Exercise prompt: Print word for word the first line of the records below and every following line through the one containing "Render the caption"; print nothing else.

Stored data entries:
⁂
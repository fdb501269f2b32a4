//! Caption text for parameter controls.

use serde::{Deserialize, Serialize};

use super::ParamKey;

/// Value of a single parameter.
#[derive(Debug, Clone, Copy, PartialEq, Eq, Serialize, Deserialize)]
#[serde(untagged)]
pub enum ParamValue {
    Toggle(bool),
    Slider(i32),
}

impl ParamValue {
    /// Numeric form; toggles map to 0 and 1.
    pub fn as_i32(self) -> i32 {
        match self {
            ParamValue::Toggle(on) => i32::from(on),
            ParamValue::Slider(v) => v,
        }
    }
}

/// Render the caption shown next to a control, e.g. `"Rotation: 90°"`.
pub fn format_label(key: ParamKey, value: ParamValue) -> String {
    let label = key.label();
    match (key, value) {
        (_, ParamValue::Toggle(on)) => format!("{label}: {}", if on { "On" } else { "Off" }),
        (ParamKey::Rotation, ParamValue::Slider(v)) => format!("{label}: {v}°"),
        (ParamKey::ResizeW | ParamKey::ResizeH, ParamValue::Slider(v)) => {
            format!("{label}: {v}%")
        }
        (ParamKey::Blur, ParamValue::Slider(v)) if v > 0 => {
            format!("{label}: {v} ({k}x{k})", k = 2 * v + 1)
        }
        (_, ParamValue::Slider(v)) => format!("{label}: {v}"),
    }
}

#[cfg(test)]
mod tests {
    use super::*;

    #[test]
    fn test_toggle_labels() {
        assert_eq!(
            format_label(ParamKey::Grayscale, ParamValue::Toggle(true)),
            "Grayscale: On"
        );
        assert_eq!(
            format_label(ParamKey::FlipH, ParamValue::Toggle(false)),
            "Flip H: Off"
        );
    }

    #[test]
    fn test_slider_labels() {
        assert_eq!(
            format_label(ParamKey::Rotation, ParamValue::Slider(90)),
            "Rotation: 90°"
        );
        assert_eq!(
            format_label(ParamKey::ResizeW, ParamValue::Slider(50)),
            "Resize W: 50%"
        );
        assert_eq!(
            format_label(ParamKey::Brightness, ParamValue::Slider(120)),
            "Brightness: 120"
        );
        assert_eq!(
            format_label(ParamKey::CannyLow, ParamValue::Slider(30)),
            "Canny Low: 30"
        );
    }

    #[test]
    fn test_blur_label_shows_kernel() {
        assert_eq!(
            format_label(ParamKey::Blur, ParamValue::Slider(3)),
            "Blur: 3 (7x7)"
        );
        assert_eq!(format_label(ParamKey::Blur, ParamValue::Slider(0)), "Blur: 0");
    }

    #[test]
    fn test_as_i32() {
        assert_eq!(ParamValue::Toggle(true).as_i32(), 1);
        assert_eq!(ParamValue::Toggle(false).as_i32(), 0);
        assert_eq!(ParamValue::Slider(42).as_i32(), 42);
    }
}
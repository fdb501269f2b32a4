//! Editing session bindings.
//!
//! Browsers have no file paths, so images come in and go out as encoded
//! bytes. Everything else maps one to one onto [`EditSession`].
//!
//! # Example
//!
//! ```typescript
//! const session = new JsEditSession();
//! session.load_bytes(bytes);
//! session.toggle('grayscale');
//! session.set_parameter('blur', 3);
//! if (session.can_undo) session.undo();
//! const png = session.encode('png', 95);
//! ```

use easel_core::{
    decode_bytes, encode_bytes, Channels, EditSession, HistoryMove, ImageFormat, ParamKey,
    SessionConfig,
};
use wasm_bindgen::prelude::*;

use crate::types::JsImageBuffer;

fn to_js_error(err: impl std::fmt::Display) -> JsValue {
    let message = err.to_string();
    #[cfg(target_arch = "wasm32")]
    web_sys::console::warn_1(&JsValue::from_str(&message));
    JsValue::from_str(&message)
}

fn parse_key(name: &str) -> Result<ParamKey, JsValue> {
    name.parse::<ParamKey>().map_err(to_js_error)
}

/// Stateful editing session for JavaScript.
#[wasm_bindgen]
pub struct JsEditSession {
    inner: EditSession,
}

#[wasm_bindgen]
impl JsEditSession {
    /// Create a session with the default configuration.
    #[wasm_bindgen(constructor)]
    pub fn new() -> Self {
        Self {
            inner: EditSession::new(),
        }
    }

    /// Create a session from a configuration object, e.g.
    /// `{ history_capacity: 20, parameter_policy: "clamp" }`.
    pub fn with_config(config: JsValue) -> Result<JsEditSession, JsValue> {
        let config: SessionConfig = serde_wasm_bindgen::from_value(config).map_err(to_js_error)?;
        let inner = EditSession::with_config(config).map_err(to_js_error)?;
        Ok(Self { inner })
    }

    /// Decode an encoded image (JPEG, PNG, BMP, GIF or TIFF) and start editing it.
    pub fn load_bytes(&mut self, bytes: &[u8]) -> Result<(), JsValue> {
        let image = decode_bytes(bytes).map_err(to_js_error)?;
        self.inner.load_image(image, None);
        Ok(())
    }

    /// Start editing raw RGB pixels (3 bytes per pixel, row-major).
    pub fn load_rgb(&mut self, width: u32, height: u32, pixels: Vec<u8>) -> Result<(), JsValue> {
        self.inner
            .load_pixels(width, height, Channels::Rgb, pixels)
            .map_err(to_js_error)
    }

    #[wasm_bindgen(getter)]
    pub fn is_loaded(&self) -> bool {
        self.inner.is_loaded()
    }

    /// Set a slider by name, e.g. `set_parameter('contrast', 150)`.
    pub fn set_parameter(&mut self, name: &str, value: i32) -> Result<(), JsValue> {
        let key = parse_key(name)?;
        self.inner.set_parameter(key, value).map_err(to_js_error)
    }

    /// Flip a toggle by name and return its new state.
    pub fn toggle(&mut self, name: &str) -> Result<bool, JsValue> {
        let key = parse_key(name)?;
        self.inner.toggle(key).map_err(to_js_error)
    }

    pub fn reset(&mut self) {
        self.inner.reset();
    }

    /// Returns false when there was nothing to undo.
    pub fn undo(&mut self) -> bool {
        self.inner.undo() == HistoryMove::Moved
    }

    /// Returns false when there was nothing to redo.
    pub fn redo(&mut self) -> bool {
        self.inner.redo() == HistoryMove::Moved
    }

    #[wasm_bindgen(getter)]
    pub fn can_undo(&self) -> bool {
        self.inner.can_undo()
    }

    #[wasm_bindgen(getter)]
    pub fn can_redo(&self) -> bool {
        self.inner.can_redo()
    }

    #[wasm_bindgen(getter)]
    pub fn history_len(&self) -> usize {
        self.inner.history_len()
    }

    /// The image to display, or `undefined` before anything is loaded.
    pub fn current_image(&self) -> Option<JsImageBuffer> {
        self.inner
            .current_derived_image()
            .cloned()
            .map(JsImageBuffer::from_buffer)
    }

    /// Encode the current image, e.g. `encode('jpeg', 90)`.
    pub fn encode(&self, format: &str, quality: u8) -> Result<Vec<u8>, JsValue> {
        let format: ImageFormat = format.parse().map_err(to_js_error)?;
        let image = self
            .inner
            .current_derived_image()
            .ok_or_else(|| to_js_error(easel_core::SessionError::NoImage))?;
        encode_bytes(image, format, quality).map_err(to_js_error)
    }

    /// Current parameters as a plain object.
    pub fn parameters(&self) -> Result<JsValue, JsValue> {
        serde_wasm_bindgen::to_value(&self.inner.parameter_snapshot()).map_err(to_js_error)
    }

    /// Caption for a control, e.g. `"Rotation: 90°"`.
    pub fn label(&self, name: &str) -> Result<String, JsValue> {
        let key = parse_key(name)?;
        Ok(self.inner.label(key))
    }

    /// Names of the pipeline stages the current parameters run, in order.
    pub fn stage_names(&self) -> js_sys::Array {
        self.active_stage_names()
            .into_iter()
            .map(JsValue::from)
            .collect()
    }
}

impl Default for JsEditSession {
    fn default() -> Self {
        Self::new()
    }
}

impl JsEditSession {
    fn active_stage_names(&self) -> Vec<&'static str> {
        self.inner
            .active_stages()
            .into_iter()
            .map(|stage| stage.name())
            .collect()
    }
}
⁂
Written answer:
repository fdb501269f2b32a4
//! Caption text for parameter controls.

use serde::{Deserialize, Serialize};

use super::ParamKey;

/// Value of a single parameter.
#[derive(Debug, Clone, Copy, PartialEq, Eq, Serialize, Deserialize)]
#[serde(untagged)]
pub enum ParamValue {
    Toggle(bool),
    Slider(i32),
}

impl ParamValue {
    /// Numeric form; toggles map to 0 and 1.
    pub fn as_i32(self) -> i32 {
        match self {
            ParamValue::Toggle(on) => i32::from(on),
            ParamValue::Slider(v) => v,
        }
    }
}

/// Render the caption shown next to a control, e.g. `"Rotation: 90°"`.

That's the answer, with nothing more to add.